Can any one suggest me how to deal with aggregation + pagination.
Upvotes: 37
Views: 63629
Reputation: 323
Yes it is possible pagination + sorting + searching elasticsearch Open link. Elasticsearch supports Bucket Sort Aggregation in in v6.X and later. This bucket_sort uses all records in terms/date_histogram bucket and apply over that. So for this case we have to keep bucket size big enough or more than bucket records so that it keep all possible records in bucket. Example as follows...
{
"aggs": {
"aggs1": {
"terms": {
"field": "field_name.keyword",
// We can do sort here also
"size": 1000000 // Keep this size big integer. This keep all possible result in bucket
},
"aggs": {
"bucket_sort": {
"bucket_sort": {
"sort": [{
"_key": {
"order": "asc"
}
}],
// This "from" and "size" use above terms bucket size. it applies over available bucket data [This one give actual result]
// Bellow is standard pagination as we do
"from": 0,
"size": 10
}
}
}
}
},
"size": 0
}
Upvotes: 17
Reputation: 107
If someone also struggle with the same problem here is a PHP and Elastica (http://elastica.io/) solution that works for me.

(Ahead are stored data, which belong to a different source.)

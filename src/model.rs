use chrono::{DateTime, Duration, Utc};
use serde::{Deserialize, Serialize};

pub const SCHEMA_VERSION: u32 = 1;

/// Closed set of lookback windows. Granularity always divides the lookback
/// evenly, so the generated bucket sequence is dense and gap-free.
#[derive(Debug, Clone, Copy, PartialEq, Eq, Serialize, Deserialize, clap::ValueEnum)]
#[serde(rename_all = "snake_case")]
pub enum TimeRange {
    #[value(name = "24h")]
    Last24h,
    #[value(name = "7d")]
    Last7d,
    #[value(name = "30d")]
    Last30d,
}

impl TimeRange {
    pub fn lookback(&self) -> Duration {
        match self {
            TimeRange::Last24h => Duration::hours(24),
            TimeRange::Last7d => Duration::days(7),
            TimeRange::Last30d => Duration::days(30),
        }
    }

    pub fn granularity(&self) -> Duration {
        match self {
            TimeRange::Last24h => Duration::hours(1),
            TimeRange::Last7d | TimeRange::Last30d => Duration::days(1),
        }
    }

    pub fn bucket_count(&self) -> usize {
        match self {
            TimeRange::Last24h => 24,
            TimeRange::Last7d => 7,
            TimeRange::Last30d => 30,
        }
    }

    pub fn hourly(&self) -> bool {
        matches!(self, TimeRange::Last24h)
    }

    pub fn label(&self) -> &'static str {
        match self {
            TimeRange::Last24h => "24 hours",
            TimeRange::Last7d => "7 days",
            TimeRange::Last30d => "30 days",
        }
    }
}

#[derive(Debug, Clone, Serialize, Deserialize)]
pub struct CommitEvent {
    pub id: String,
    pub timestamp: DateTime<Utc>,
    pub message: String,
}

#[derive(Debug, Clone, Serialize, Deserialize)]
pub struct QuakeEvent {
    pub id: String,
    pub timestamp: DateTime<Utc>,
    pub magnitude: f64,
    pub place: String,
}

/// One aligned time slot. Counts are written only during aggregation and
/// read-only afterwards.
#[derive(Debug, Clone, PartialEq, Eq, Serialize, Deserialize)]
pub struct SeriesPoint {
    pub key: String,
    pub commit_count: u32,
    pub quake_count: u32,
}

impl SeriesPoint {
    pub fn empty(key: String) -> Self {
        Self {
            key,
            commit_count: 0,
            quake_count: 0,
        }
    }
}

#[derive(Debug, Clone, Copy, PartialEq, Eq, Serialize, Deserialize)]
#[serde(rename_all = "snake_case")]
pub enum FeedKind {
    Commit,
    Quake,
}

/// Normalized entry of the merged, time-descending activity log. Derived per
/// cycle, never stored.
#[derive(Debug, Clone, Serialize, Deserialize)]
pub struct FeedItem {
    pub kind: FeedKind,
    pub id: String,
    pub timestamp: DateTime<Utc>,
    pub description: String,
}

#[derive(Debug, Clone, Serialize, Deserialize)]
pub struct StatsOutput {
    pub version: u32,
    pub generated_at: DateTime<Utc>,
    pub repo: String,
    pub range: TimeRange,
    pub synchronicity: u32,
    pub total_commits: usize,
    pub total_quakes: usize,
    pub average_magnitude: f64,
    pub chaos_ratio: f64,
    pub truncated: bool,
    pub series: Vec<SeriesPoint>,
}

#[derive(Debug, Clone, Serialize, Deserialize)]
pub struct FeedOutput {
    pub version: u32,
    pub generated_at: DateTime<Utc>,
    pub repo: String,
    pub range: TimeRange,
    pub items: Vec<FeedItem>,
}
pub mod draw;
pub mod input;
pub mod layout;
pub mod run;
pub mod state;
pub mod views;

pub use run::run;
pub use state::{TuiState, ViewMode};
use ratatui::layout::{Constraint, Direction, Layout, Rect};

pub fn centered_rect(percent_x: u16, percent_y: u16, r: Rect) -> Rect {
    let popup_layout = Layout::default()
        .direction(Direction::Vertical)
        .constraints([
            Constraint::Percentage((100 - percent_y) / 2),
            Constraint::Percentage(percent_y),
            Constraint::Percentage((100 - percent_y) / 2),
        ])
        .split(r);

    Layout::default()
        .direction(Direction::Horizontal)
        .constraints([
            Constraint::Percentage((100 - percent_x) / 2),
            Constraint::Percentage(percent_x),
            Constraint::Percentage((100 - percent_x) / 2),
        ])
        .split(popup_layout[1])[1]
}

/// Window of feed indices to render so the selection stays centered while
/// scrolling through a list longer than the viewport.
pub fn visible_window(len: usize, selected: usize, view_height: usize) -> (usize, usize) {
    if len == 0 || view_height == 0 {
        return (0, 0);
    }
    let start = selected
        .saturating_sub(view_height / 2)
        .min(len.saturating_sub(view_height));
    let end = (start + view_height).min(len);
    (start, end)
}

#[cfg(test)]
mod tests {
    use super::*;

    #[test]
    fn window_clamps_to_list_bounds() {
        assert_eq!(visible_window(0, 0, 10), (0, 0));
        assert_eq!(visible_window(5, 0, 10), (0, 5));
        assert_eq!(visible_window(100, 0, 10), (0, 10));
        assert_eq!(visible_window(100, 99, 10), (90, 100));
    }

    #[test]
    fn selection_stays_centered_mid_list() {
        let (start, end) = visible_window(100, 50, 10);
        assert!(start <= 50 && 50 < end);
    }
}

function addAggregationFields($oAgg){
$oAggField = new Stats('costs');
$oAggField->setField('costs');
$oAgg->addAggregation($oAggField);
return $oAgg;
}
function addAggregationFilters($oAggFilter){
$oFilters = new \Elastica\Query\Terms();
$oFilters->setTerms("user_id", [3,7]);
$oAggFilter->setFilter($oFilters);
return $oAggFilter;
}
$iItemsInPage = 100;
$iPage = 0;
$sGoupBy = "created_date";
$oStore = new Store();
$oStore->setConfiguration(new SearchConfiguration());
$oIndex = $oStore->getIndex("report_*");
$oAggFilter = new Filter('cardinality');
$oAggFilter = addAggregationFilters($oAggFilter);
$oAgg = new Cardinality('cardinality');
$oAgg->setField($sGoupBy);
$oAggFilter->addAggregation($oAgg);
$oCardinalityQuery = new Query();
$oCardinalityQuery->setSize(0);
$oCardinalityQuery->addAggregation($oAggFilter);
$resultSet = $oIndex->search($oCardinalityQuery)->getAggregations();
if(isset($resultSet['cardinality'])) {
$iCardinality = $resultSet['cardinality']['cardinality']['value'];
if(0 != $resultSet['cardinality']['cardinality']['value']) {
$iPages = ceil($iCardinality / $iItemsInPage);
} else {
$iPages = 1;
}
}
$oAggFilter = new Filter('aggregation_result');
$oAggFilter = addAggregationFilters($oAggFilter);
$oAgg = new \Elastica\Aggregation\Terms('terms');
$oAgg->setField($sGoupBy);
$oAgg->setParam("include", array("partition" => $iPage, "num_partitions" => $iPages));
$oAgg->setOrder('costs.sum', 'desc');
$oAgg->setSize($iItemsInPage);
$oAgg = $this->addAggregationFields($oAgg);
$oAggFilter->addAggregation($oAgg);
$oQuery = new Query();
$oQuery->addAggregation($oAggFilter);
$oQuery->setSize(0);
$resultSet = $oIndex->search($oQuery)->getAggregations();
The Process is described here https://stackoverflow.com/a/54351245/2923963
Upvotes: -1
Reputation: 2039
ElasticSearch supports Bucket Sort Aggregation
in v6.1 and later. It allows "sort", "size" and "from" parameters within aggregated results.
Please refer to this doc
Upvotes: 12
Reputation: 1020
I think Composite Aggregation
might solve your problem, as it allows pagination within aggregated results.
Please refer to this doc
Upvotes: 14
Reputation: 1
You can use a work around. Suppose you want to show 10 records per page in ascending order of a field f1, then store the last value of that field for each page(10th, 20th ...) and use greater than and sort in the search query.
Upvotes: 0
Reputation: 631
In elasticsearch, there is no accurate solution for it. You may use filtering with partition options but applied partitioner can break your sorted result. ES performs partition operation over a given field and returns buckets from requested partition. So your result end up with partition ordered.(you need to make subsequent request with other partition number to gather data from all partitions.)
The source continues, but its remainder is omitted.